_What you are asked to do_. Return the records, each one exactly as written.

_Supplied entries_.
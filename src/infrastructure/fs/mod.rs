//! Remote File System Implementations
//!
//! Concrete implementations of the RemoteFs port.

mod local;
mod sftp;

pub use local::{LocalConnector, LocalMirrorFs};
pub use sftp::{SftpConnector, SftpSession};
//! Terminal output for the deploy run

pub mod blocks;
pub mod console;
pub mod context;
pub mod primitives;
pub mod terminal;
pub mod theme;
pub mod widgets;
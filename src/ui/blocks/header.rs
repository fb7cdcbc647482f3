use crate::ui::primitives::icon::Icon;
use crate::ui::primitives::text::ColoredText;

/// First lines of a run: what is deployed where
#[derive(Debug, Clone)]
pub struct RunHeader {
    title: String,
    items: Vec<(String, String)>,
}

impl RunHeader {
    pub fn new(title: impl Into<String>) -> Self {
        Self {
            title: title.into(),
            items: Vec::new(),
        }
    }

    pub fn add(&mut self, label: impl Into<String>, value: impl Into<String>) {
        self.items.push((label.into(), value.into()));
    }

    pub fn render(&self, supports_color: bool, supports_unicode: bool) -> String {
        let title = ColoredText::info(self.title.as_str())
            .bold()
            .render(supports_color);
        let mut out = format!(
            "{} {}\n",
            Icon::Deploy.colored(supports_color, supports_unicode),
            title
        );
        for (label, value) in &self.items {
            out.push_str(&format!("{}: {}\n", label, value));
        }
        out
    }
}

/// `[n/total] Title` line that opens a stage
pub fn stage_banner(number: usize, total: usize, title: &str, supports_color: bool) -> String {
    let counter = ColoredText::dim(format!("[{}/{}]", number, total)).render(supports_color);
    let title = ColoredText::info(title).bold().render(supports_color);
    format!("\n{} {}\n", counter, title)
}
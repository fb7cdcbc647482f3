//! Configuration module for sftp-deploy
//!
//! Replaces ambient constants with one `DeployConfig` value, built at
//! start-up and handed to every stage:
//! 1. CLI flags (highest priority)
//! 2. Environment variables (SFTP_DEPLOY_*)
//! 3. Project config (deploy.toml) or explicit --config file
//! 4. User config (<config dir>/sftp-deploy/config.toml)
//! 5. Built-in defaults (lowest priority)

mod env_validator;
mod loader;
mod types;

pub use env_validator::levenshtein;
pub use loader::{
    load_layered, user_config_path, with_env_overrides, ConfigSource, ConfigWarning,
    ENV_BASE_DIR, ENV_HOST, ENV_PASSWORD, ENV_PORT, ENV_USER, ENV_WAIT_SECONDS,
    PROJECT_CONFIG_FILE,
};
pub use types::{
    BuildConfig, DeployConfig, GitConfig, RemoteConfig, ServerConfigFile, SymlinkConfig,
    WaitConfig,
};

_Completed exercise_.
filename src/infrastructure/fs/mod.rs
//! Remote File System Implementations
//!
//! Concrete implementations of the RemoteFs port.

mod local;
mod sftp;

pub use local::{LocalConnector, LocalMirrorFs};
pub use sftp::{SftpConnector, SftpSession};
//! Terminal output for the deploy run

pub mod blocks;
pub mod console;
pub mod context;
pub mod primitives;
pub mod terminal;
pub mod theme;
pub mod widgets;
filename src/ui/blocks/header.rs
repository fb7cdcbc647482f3
use crate::ui::primitives::icon::Icon;
use crate::ui::primitives::text::ColoredText;

/// First lines of a run: what is deployed where
#[derive(Debug, Clone)]
pub struct RunHeader {
    title: String,
    items: Vec<(String, String)>,
}

impl RunHeader {
    pub fn new(title: impl Into<String>) -> Self {
        Self {
            title: title.into(),
            items: Vec::new(),
        }
    }

    pub fn add(&mut self, label: impl Into<String>, value: impl Into<String>) {
        self.items.push((label.into(), value.into()));
    }

    pub fn render(&self, supports_color: bool, supports_unicode: bool) -> String {
        let title = ColoredText::info(self.title.as_str())
            .bold()
            .render(supports_color);
        let mut out = format!(
            "{} {}\n",
            Icon::Deploy.colored(supports_color, supports_unicode),
            title
        );
        for (label, value) in &self.items {
            out.push_str(&format!("{}: {}\n", label, value));
        }
        out
    }
}

/// `[n/total] Title` line that opens a stage
pub fn stage_banner(number: usize, total: usize, title: &str, supports_color: bool) -> String {
    let counter = ColoredText::dim(format!("[{}/{}]", number, total)).render(supports_color);
    let title = ColoredText::info(title).bold().render(supports_color);
    format!("\n{} {}\n", counter, title)
}
repository fb7cdcbc647482f3
//! Configuration module for sftp-deploy
//!
//! Replaces ambient constants with one `DeployConfig` value, built at
//! start-up and handed to every stage:
//! 1. CLI flags (highest priority)
//! 2. Environment variables (SFTP_DEPLOY_*)
//! 3. Project config (deploy.toml) or explicit --config file
//! 4. User config (<config dir>/sftp-deploy/config.toml)
//! 5. Built-in defaults (lowest priority)

mod env_validator;
mod loader;
mod types;

pub use env_validator::levenshtein;
pub use loader::{
    load_layered, user_config_path, with_env_overrides, ConfigSource, ConfigWarning,
    ENV_BASE_DIR, ENV_HOST, ENV_PASSWORD, ENV_PORT, ENV_USER, ENV_WAIT_SECONDS,
    PROJECT_CONFIG_FILE,
};
pub use types::{
    BuildConfig, DeployConfig, GitConfig, RemoteConfig, ServerConfigFile, SymlinkConfig,
    WaitConfig,
};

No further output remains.